**** Exercise input ****
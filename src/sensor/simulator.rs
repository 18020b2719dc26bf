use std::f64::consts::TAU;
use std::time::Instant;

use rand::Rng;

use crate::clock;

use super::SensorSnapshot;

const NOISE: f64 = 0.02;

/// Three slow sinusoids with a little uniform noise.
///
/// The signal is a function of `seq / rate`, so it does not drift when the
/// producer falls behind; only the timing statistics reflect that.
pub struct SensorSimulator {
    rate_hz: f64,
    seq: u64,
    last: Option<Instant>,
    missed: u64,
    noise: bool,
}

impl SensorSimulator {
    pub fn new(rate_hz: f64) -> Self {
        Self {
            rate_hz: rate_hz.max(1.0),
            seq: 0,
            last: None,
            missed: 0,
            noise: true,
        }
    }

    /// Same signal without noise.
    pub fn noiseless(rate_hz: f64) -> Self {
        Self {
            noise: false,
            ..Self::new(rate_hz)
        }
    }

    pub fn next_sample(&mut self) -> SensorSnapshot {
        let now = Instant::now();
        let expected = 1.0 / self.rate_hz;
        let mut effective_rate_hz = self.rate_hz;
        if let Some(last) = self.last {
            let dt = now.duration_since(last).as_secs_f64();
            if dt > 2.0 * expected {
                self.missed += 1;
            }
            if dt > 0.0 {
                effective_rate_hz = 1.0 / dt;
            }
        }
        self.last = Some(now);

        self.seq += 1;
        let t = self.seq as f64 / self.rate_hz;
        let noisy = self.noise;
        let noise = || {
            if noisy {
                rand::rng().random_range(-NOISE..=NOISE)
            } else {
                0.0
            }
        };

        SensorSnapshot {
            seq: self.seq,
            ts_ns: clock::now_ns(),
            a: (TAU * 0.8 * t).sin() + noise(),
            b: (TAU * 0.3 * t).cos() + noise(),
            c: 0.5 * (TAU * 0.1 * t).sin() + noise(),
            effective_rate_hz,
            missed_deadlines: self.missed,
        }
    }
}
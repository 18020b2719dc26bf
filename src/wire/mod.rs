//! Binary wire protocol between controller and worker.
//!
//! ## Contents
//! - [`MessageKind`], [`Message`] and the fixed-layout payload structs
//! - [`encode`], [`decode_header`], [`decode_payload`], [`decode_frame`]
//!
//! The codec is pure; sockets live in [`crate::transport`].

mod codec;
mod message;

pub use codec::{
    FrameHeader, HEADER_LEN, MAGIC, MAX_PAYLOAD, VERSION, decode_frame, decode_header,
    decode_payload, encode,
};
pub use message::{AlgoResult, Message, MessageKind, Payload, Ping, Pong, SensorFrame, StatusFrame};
****
» Action item: Repeat all of the entries exactly.

» Response for this exercise:
filename src/sensor/simulator.rs
repository 18020b2719dc26bf
use std::f64::consts::TAU;
use std::time::Instant;

use rand::Rng;

use crate::clock;

use super::SensorSnapshot;

const NOISE: f64 = 0.02;

/// Three slow sinusoids with a little uniform noise.
///
/// The signal is a function of `seq / rate`, so it does not drift when the
/// producer falls behind; only the timing statistics reflect that.
pub struct SensorSimulator {
    rate_hz: f64,
    seq: u64,
    last: Option<Instant>,
    missed: u64,
    noise: bool,
}

impl SensorSimulator {
    pub fn new(rate_hz: f64) -> Self {
        Self {
            rate_hz: rate_hz.max(1.0),
            seq: 0,
            last: None,
            missed: 0,
            noise: true,
        }
    }

    /// Same signal without noise.
    pub fn noiseless(rate_hz: f64) -> Self {
        Self {
            noise: false,
            ..Self::new(rate_hz)
        }
    }

    pub fn next_sample(&mut self) -> SensorSnapshot {
        let now = Instant::now();
        let expected = 1.0 / self.rate_hz;
        let mut effective_rate_hz = self.rate_hz;
        if let Some(last) = self.last {
            let dt = now.duration_since(last).as_secs_f64();
            if dt > 2.0 * expected {
                self.missed += 1;
            }
            if dt > 0.0 {
                effective_rate_hz = 1.0 / dt;
            }
        }
        self.last = Some(now);

        self.seq += 1;
        let t = self.seq as f64 / self.rate_hz;
        let noisy = self.noise;
        let noise = || {
            if noisy {
                rand::rng().random_range(-NOISE..=NOISE)
            } else {
                0.0
            }
        };

        SensorSnapshot {
            seq: self.seq,
            ts_ns: clock::now_ns(),
            a: (TAU * 0.8 * t).sin() + noise(),
            b: (TAU * 0.3 * t).cos() + noise(),
            c: 0.5 * (TAU * 0.1 * t).sin() + noise(),
            effective_rate_hz,
            missed_deadlines: self.missed,
        }
    }
}
repository 18020b2719dc26bf
filename src/wire/mod.rs
//! Binary wire protocol between controller and worker.
//!
//! ## Contents
//! - [`MessageKind`], [`Message`] and the fixed-layout payload structs
//! - [`encode`], [`decode_header`], [`decode_payload`], [`decode_frame`]
//!
//! The codec is pure; sockets live in [`crate::transport`].

mod codec;
mod message;

pub use codec::{
    FrameHeader, HEADER_LEN, MAGIC, MAX_PAYLOAD, VERSION, decode_frame, decode_header,
    decode_payload, encode,
};
pub use message::{AlgoResult, Message, MessageKind, Payload, Ping, Pong, SensorFrame, StatusFrame};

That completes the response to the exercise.